BEGIN Exercise material

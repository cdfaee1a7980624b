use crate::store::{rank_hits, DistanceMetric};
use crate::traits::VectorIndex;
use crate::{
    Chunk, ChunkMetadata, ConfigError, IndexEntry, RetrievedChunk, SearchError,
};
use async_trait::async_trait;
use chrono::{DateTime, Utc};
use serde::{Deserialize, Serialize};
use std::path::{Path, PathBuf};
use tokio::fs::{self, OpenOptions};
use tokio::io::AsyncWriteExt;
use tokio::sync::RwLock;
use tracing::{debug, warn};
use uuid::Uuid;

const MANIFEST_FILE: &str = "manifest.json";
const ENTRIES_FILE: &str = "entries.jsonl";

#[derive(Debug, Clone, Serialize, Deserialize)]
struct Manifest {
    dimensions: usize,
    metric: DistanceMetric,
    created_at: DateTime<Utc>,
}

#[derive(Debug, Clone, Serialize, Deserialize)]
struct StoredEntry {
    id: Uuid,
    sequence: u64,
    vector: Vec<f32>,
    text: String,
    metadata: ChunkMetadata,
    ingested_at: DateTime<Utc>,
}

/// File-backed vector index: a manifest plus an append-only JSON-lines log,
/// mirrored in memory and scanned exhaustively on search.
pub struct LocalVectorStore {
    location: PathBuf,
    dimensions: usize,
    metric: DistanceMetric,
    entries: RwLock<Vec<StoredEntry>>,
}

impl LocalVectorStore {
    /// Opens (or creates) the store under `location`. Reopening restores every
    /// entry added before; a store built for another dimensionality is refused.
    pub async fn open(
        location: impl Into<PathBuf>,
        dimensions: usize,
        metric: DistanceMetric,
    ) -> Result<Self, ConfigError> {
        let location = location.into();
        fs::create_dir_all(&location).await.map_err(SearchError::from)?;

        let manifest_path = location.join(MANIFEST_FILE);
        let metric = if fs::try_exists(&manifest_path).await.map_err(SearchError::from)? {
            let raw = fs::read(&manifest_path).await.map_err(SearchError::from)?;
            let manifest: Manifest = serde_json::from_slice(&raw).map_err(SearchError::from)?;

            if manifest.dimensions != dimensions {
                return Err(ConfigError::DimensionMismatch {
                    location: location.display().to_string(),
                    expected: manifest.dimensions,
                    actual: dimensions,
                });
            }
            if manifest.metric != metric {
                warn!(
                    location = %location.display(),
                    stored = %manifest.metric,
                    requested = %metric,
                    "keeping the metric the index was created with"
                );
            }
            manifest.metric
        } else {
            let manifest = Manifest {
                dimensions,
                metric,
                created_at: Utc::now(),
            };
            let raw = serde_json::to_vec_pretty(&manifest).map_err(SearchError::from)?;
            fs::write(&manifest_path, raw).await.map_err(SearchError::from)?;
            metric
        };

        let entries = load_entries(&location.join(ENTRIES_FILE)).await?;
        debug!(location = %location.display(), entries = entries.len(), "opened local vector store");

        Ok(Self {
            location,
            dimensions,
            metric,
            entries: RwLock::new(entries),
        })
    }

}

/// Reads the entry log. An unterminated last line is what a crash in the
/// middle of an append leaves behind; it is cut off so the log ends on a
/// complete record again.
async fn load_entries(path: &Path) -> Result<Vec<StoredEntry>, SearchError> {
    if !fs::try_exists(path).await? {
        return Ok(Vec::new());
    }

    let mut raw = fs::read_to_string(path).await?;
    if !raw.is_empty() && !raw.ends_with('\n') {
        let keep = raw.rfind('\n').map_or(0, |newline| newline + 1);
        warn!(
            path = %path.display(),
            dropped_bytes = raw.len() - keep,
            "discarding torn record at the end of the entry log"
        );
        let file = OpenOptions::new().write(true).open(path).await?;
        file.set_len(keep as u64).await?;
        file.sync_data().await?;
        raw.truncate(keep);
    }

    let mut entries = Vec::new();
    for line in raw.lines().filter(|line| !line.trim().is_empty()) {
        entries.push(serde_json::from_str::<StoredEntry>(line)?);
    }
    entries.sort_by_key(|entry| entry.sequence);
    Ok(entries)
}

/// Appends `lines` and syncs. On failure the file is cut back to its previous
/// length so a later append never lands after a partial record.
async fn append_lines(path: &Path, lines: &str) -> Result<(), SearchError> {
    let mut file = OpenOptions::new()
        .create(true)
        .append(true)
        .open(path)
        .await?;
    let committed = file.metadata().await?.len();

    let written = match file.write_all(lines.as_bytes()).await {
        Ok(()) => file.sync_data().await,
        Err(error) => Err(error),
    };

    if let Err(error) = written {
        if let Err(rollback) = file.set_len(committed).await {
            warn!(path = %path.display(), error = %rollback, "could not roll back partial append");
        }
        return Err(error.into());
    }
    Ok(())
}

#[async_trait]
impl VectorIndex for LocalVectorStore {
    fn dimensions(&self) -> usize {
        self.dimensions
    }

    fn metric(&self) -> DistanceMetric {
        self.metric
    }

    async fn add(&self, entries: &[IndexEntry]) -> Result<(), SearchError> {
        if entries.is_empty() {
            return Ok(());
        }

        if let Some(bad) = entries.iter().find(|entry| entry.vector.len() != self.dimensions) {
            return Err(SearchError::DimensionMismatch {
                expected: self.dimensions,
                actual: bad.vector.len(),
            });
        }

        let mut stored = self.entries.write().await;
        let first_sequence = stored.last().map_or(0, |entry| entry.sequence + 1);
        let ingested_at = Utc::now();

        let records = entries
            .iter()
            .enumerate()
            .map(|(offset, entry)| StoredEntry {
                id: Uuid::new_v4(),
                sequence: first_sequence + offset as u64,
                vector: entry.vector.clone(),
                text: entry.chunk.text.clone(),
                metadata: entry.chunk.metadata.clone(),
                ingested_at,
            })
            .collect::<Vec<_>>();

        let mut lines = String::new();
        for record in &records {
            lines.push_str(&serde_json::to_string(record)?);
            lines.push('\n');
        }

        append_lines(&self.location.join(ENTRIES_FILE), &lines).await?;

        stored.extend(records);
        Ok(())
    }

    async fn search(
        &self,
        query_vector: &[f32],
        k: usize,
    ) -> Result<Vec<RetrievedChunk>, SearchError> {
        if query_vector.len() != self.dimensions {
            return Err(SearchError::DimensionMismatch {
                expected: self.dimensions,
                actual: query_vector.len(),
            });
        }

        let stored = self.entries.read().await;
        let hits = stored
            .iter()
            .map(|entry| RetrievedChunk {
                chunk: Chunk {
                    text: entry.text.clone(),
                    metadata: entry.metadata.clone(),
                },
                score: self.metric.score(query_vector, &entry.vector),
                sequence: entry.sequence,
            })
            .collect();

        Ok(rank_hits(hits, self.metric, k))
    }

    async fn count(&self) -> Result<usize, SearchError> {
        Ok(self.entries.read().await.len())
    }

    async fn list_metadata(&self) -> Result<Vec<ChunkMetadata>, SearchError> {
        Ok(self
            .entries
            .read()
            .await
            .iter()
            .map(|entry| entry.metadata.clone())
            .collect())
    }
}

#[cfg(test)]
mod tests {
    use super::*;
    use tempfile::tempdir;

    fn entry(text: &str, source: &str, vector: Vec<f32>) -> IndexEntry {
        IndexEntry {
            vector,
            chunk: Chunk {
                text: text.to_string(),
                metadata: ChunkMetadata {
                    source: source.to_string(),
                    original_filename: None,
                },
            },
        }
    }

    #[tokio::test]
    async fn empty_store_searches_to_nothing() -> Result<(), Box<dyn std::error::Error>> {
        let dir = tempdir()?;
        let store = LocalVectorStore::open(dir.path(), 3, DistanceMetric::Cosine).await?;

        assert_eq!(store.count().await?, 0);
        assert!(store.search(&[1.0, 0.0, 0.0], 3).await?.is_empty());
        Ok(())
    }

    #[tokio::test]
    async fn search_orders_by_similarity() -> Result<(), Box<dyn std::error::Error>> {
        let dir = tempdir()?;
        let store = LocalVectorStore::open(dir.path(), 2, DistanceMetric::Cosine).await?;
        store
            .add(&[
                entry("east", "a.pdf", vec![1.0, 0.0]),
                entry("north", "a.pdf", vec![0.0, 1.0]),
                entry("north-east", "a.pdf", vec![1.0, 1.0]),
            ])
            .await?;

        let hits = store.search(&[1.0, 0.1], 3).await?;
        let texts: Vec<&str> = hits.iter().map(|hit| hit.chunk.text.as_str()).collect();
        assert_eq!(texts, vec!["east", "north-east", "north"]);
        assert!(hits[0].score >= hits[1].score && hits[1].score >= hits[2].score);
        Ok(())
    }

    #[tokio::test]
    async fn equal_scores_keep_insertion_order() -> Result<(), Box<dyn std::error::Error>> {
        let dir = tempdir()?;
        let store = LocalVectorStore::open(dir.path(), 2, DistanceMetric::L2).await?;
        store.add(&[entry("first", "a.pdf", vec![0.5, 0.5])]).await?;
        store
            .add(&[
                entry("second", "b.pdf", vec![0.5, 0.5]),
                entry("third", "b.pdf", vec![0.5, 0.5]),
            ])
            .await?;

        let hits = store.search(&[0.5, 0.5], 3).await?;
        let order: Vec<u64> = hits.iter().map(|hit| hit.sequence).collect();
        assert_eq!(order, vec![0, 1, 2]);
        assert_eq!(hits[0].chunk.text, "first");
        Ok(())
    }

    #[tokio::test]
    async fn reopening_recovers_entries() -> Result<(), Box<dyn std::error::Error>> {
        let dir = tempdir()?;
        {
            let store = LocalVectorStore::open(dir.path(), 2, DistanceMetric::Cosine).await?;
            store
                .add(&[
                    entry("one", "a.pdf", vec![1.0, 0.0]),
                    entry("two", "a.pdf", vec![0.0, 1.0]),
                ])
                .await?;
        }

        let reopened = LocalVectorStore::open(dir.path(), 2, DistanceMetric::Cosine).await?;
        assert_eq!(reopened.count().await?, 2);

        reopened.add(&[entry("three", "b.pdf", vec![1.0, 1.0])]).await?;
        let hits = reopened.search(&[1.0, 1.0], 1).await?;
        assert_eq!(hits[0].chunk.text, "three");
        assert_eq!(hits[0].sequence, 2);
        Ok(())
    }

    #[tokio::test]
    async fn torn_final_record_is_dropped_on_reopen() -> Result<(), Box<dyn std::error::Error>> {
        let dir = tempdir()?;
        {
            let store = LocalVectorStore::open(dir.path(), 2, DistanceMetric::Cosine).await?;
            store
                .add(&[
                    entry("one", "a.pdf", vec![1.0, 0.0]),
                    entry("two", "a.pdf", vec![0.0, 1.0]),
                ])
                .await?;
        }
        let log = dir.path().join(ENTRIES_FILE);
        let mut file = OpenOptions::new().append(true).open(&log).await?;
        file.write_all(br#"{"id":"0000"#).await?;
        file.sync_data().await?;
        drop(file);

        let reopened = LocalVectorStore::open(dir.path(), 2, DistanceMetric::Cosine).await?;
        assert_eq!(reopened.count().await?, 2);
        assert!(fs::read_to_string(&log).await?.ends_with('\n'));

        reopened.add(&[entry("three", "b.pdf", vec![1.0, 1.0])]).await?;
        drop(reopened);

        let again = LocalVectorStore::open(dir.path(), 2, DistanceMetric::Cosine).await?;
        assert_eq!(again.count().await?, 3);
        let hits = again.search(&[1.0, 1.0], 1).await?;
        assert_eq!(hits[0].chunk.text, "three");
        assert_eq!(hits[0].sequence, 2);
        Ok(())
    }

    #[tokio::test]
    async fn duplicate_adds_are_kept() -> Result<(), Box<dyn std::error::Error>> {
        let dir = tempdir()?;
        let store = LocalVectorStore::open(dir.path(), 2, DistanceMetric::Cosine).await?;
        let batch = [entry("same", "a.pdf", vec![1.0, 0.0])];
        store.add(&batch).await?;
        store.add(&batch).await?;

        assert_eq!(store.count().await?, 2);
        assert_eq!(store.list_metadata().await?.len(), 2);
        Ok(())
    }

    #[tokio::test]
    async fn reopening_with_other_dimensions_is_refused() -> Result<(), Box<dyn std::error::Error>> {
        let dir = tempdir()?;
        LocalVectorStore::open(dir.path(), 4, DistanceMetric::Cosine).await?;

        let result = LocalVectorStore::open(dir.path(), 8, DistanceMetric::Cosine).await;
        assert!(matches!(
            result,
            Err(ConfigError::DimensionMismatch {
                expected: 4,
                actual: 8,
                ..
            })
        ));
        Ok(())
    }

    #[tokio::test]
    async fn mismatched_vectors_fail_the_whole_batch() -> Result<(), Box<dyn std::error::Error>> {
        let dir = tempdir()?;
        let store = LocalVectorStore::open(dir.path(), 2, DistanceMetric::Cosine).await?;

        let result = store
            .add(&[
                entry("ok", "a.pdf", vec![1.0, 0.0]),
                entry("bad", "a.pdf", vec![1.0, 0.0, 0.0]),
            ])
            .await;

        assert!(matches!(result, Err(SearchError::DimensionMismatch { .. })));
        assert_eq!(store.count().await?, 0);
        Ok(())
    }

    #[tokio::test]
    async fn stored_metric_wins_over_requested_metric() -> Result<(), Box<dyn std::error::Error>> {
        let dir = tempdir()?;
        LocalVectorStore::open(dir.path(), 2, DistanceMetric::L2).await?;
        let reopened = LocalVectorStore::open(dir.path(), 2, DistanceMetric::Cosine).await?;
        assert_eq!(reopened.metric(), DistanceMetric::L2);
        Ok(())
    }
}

END Exercise material
BEGIN Exercise material

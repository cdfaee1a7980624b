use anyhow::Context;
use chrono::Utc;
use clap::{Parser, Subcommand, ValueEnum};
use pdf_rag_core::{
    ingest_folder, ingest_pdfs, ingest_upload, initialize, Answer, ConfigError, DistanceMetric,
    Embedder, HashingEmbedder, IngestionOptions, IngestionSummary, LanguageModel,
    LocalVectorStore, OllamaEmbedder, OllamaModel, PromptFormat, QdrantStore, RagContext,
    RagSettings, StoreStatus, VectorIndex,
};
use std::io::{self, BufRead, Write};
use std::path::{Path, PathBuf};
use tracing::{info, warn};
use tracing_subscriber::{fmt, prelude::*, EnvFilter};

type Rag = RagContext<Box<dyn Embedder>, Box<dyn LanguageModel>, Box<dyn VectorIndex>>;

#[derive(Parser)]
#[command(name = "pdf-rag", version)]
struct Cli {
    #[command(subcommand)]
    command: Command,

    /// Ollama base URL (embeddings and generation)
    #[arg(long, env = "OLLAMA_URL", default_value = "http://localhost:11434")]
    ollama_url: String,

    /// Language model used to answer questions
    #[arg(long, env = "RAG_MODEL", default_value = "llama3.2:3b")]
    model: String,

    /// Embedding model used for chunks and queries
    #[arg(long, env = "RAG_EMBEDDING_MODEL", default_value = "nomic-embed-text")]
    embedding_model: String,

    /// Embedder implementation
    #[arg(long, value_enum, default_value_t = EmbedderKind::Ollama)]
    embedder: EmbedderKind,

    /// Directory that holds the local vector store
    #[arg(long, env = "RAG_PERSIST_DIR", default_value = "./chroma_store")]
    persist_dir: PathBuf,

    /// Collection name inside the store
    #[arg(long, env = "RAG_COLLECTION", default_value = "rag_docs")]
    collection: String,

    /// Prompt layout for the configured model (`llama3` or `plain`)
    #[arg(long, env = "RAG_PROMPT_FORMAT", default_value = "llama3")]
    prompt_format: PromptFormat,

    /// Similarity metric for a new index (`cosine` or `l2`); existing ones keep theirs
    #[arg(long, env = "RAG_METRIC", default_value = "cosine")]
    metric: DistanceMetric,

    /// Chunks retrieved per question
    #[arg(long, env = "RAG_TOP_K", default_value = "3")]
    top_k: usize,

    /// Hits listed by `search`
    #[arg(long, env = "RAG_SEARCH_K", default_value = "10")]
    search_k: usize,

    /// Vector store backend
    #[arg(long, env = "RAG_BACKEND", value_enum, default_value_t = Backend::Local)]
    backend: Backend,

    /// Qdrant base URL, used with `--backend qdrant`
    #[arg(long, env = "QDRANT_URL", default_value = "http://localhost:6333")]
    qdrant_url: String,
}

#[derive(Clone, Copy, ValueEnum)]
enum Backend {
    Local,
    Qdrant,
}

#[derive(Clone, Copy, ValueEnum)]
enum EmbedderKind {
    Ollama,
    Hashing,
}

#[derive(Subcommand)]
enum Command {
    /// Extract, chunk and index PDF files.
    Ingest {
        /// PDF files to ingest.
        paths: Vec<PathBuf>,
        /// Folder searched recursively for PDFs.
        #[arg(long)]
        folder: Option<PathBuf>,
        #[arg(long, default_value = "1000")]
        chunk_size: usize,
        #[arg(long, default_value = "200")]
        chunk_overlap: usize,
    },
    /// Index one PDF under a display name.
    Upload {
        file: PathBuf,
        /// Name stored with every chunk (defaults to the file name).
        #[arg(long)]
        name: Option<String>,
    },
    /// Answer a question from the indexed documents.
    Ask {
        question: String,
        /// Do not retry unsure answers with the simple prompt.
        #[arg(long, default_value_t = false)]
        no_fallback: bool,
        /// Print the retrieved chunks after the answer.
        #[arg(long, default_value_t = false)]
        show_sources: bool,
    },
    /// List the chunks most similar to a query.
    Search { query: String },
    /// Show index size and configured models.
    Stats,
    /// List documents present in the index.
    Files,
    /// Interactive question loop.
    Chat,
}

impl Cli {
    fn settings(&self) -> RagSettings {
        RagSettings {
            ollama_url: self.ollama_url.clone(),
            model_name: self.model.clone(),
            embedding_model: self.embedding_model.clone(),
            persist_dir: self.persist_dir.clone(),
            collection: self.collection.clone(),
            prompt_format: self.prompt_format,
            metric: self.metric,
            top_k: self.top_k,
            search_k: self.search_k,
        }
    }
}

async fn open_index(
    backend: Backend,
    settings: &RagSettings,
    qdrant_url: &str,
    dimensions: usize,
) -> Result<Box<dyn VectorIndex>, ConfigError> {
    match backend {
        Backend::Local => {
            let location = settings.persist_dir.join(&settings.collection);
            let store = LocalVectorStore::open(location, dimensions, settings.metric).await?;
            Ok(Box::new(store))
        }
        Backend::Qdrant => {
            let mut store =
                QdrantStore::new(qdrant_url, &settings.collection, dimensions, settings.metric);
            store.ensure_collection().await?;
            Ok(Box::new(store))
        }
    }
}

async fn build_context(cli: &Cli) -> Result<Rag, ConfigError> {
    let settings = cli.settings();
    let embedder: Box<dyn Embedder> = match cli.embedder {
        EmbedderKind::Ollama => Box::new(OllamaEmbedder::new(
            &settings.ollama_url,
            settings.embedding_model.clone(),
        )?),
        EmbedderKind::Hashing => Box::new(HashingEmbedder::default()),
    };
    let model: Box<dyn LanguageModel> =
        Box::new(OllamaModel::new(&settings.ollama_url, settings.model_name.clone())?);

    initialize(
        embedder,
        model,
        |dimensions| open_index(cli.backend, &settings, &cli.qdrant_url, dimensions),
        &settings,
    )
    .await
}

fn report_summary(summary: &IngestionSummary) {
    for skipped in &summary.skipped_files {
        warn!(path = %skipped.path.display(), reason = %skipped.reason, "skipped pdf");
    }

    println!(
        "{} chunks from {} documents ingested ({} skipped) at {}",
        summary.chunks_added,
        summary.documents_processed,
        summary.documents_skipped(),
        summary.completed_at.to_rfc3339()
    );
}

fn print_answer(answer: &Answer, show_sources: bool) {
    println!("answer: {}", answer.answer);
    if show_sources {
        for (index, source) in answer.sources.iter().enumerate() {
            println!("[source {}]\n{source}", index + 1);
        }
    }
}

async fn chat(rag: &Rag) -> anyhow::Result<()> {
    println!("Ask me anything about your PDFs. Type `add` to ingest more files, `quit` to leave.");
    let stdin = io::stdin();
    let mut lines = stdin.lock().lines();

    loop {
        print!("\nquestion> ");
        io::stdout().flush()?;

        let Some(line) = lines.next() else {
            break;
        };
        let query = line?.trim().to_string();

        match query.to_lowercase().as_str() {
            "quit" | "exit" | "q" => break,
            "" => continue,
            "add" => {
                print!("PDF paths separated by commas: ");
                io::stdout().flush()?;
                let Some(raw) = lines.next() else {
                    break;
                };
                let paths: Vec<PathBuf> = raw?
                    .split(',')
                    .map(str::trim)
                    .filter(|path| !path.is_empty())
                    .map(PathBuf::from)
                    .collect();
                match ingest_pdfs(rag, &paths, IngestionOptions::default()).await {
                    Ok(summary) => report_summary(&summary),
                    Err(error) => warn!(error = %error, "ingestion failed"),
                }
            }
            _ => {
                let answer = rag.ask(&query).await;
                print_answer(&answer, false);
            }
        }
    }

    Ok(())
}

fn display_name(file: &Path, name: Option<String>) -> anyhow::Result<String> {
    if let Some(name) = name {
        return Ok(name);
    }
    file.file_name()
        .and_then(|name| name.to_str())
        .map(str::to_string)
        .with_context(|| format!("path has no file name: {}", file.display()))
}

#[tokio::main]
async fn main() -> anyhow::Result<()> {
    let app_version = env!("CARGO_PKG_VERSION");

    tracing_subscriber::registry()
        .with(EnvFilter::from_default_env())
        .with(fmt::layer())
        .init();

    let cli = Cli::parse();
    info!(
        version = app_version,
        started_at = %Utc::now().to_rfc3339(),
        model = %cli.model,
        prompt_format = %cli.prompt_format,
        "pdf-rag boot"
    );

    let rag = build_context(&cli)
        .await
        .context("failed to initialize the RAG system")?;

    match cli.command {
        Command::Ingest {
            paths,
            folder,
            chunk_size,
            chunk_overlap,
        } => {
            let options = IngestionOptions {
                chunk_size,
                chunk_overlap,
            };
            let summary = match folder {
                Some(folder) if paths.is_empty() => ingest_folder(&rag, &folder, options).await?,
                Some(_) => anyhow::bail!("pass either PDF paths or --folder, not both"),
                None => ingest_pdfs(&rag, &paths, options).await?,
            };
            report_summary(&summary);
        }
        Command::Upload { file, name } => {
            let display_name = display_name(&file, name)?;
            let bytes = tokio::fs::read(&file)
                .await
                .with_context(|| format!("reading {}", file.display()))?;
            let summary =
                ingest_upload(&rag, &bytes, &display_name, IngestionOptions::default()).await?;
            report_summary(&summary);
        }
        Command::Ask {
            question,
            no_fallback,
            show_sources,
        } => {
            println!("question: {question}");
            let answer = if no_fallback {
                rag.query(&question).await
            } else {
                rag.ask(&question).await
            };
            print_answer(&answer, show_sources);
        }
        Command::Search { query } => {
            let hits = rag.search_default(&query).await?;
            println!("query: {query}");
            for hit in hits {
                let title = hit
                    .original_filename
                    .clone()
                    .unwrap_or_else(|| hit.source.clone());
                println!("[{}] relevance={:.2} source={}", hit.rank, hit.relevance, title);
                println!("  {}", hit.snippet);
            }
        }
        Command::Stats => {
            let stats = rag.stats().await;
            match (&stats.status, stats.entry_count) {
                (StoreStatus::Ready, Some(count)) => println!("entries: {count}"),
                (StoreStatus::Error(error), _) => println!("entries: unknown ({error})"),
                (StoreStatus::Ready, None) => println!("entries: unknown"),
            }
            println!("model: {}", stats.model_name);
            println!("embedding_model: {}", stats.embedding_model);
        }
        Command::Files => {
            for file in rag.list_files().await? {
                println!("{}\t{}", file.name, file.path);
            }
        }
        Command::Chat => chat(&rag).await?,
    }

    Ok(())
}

END Exercise material
BEGIN Exercise material

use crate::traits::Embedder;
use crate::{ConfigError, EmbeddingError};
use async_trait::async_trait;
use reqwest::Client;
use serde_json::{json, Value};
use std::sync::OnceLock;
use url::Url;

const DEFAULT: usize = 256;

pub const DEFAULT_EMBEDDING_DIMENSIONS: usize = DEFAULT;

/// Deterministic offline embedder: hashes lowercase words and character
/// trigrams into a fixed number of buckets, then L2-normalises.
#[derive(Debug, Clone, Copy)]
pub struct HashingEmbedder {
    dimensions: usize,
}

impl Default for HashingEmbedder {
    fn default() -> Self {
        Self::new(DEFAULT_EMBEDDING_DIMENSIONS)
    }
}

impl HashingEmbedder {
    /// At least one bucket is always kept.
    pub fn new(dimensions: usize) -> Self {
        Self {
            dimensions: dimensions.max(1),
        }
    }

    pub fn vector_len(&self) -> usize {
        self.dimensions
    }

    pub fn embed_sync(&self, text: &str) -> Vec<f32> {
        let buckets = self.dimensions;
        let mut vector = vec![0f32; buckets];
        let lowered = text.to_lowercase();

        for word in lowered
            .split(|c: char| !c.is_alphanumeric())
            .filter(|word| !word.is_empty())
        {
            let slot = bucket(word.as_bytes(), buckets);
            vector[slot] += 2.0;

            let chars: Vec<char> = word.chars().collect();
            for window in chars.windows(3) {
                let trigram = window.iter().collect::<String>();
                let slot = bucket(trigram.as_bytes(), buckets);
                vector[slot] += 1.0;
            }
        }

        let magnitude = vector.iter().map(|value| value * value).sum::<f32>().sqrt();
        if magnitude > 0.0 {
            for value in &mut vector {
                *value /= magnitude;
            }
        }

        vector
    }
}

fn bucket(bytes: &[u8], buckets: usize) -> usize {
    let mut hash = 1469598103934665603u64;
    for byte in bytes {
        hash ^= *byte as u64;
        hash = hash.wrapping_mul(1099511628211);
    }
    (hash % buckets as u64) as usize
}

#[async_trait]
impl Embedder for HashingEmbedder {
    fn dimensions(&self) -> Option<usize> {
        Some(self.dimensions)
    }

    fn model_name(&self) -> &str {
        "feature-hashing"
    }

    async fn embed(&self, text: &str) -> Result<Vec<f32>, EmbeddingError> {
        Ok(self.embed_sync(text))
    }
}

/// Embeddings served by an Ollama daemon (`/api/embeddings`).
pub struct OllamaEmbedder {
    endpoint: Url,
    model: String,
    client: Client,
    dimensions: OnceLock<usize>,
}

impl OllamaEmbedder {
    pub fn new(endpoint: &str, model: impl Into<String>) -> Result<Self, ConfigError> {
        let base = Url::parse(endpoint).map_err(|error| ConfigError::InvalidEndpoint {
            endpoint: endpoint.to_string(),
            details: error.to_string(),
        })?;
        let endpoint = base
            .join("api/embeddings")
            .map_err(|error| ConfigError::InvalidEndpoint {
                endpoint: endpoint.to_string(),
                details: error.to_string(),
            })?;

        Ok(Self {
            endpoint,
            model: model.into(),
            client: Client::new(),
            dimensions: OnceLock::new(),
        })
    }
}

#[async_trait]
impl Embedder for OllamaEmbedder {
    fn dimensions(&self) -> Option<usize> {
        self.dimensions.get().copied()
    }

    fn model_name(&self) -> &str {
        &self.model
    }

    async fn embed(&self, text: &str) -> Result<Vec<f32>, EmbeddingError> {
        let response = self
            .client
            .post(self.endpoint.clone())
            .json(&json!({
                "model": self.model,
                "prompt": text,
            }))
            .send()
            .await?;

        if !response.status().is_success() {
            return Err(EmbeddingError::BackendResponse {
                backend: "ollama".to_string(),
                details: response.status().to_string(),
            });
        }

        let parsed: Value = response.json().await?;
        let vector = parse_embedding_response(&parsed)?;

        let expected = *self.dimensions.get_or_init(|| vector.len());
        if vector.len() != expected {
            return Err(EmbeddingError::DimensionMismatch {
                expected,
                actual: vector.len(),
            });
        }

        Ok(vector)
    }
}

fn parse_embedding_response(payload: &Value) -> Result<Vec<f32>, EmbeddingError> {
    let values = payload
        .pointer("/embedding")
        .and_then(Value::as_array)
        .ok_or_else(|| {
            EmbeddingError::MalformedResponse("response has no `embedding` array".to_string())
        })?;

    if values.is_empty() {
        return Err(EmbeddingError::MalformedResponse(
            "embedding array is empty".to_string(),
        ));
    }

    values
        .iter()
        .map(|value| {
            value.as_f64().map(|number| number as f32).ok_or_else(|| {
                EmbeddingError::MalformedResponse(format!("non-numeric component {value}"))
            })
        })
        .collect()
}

END Exercise material

*Exercise prompt*
Please return each line of the data above in which the word "base" occurs.

*Exercise result*
    /// Ollama base URL (embeddings and generation)
    /// Qdrant base URL, used with `--backend qdrant`
        let base = Url::parse(endpoint).map_err(|error| ConfigError::InvalidEndpoint {
        let endpoint = base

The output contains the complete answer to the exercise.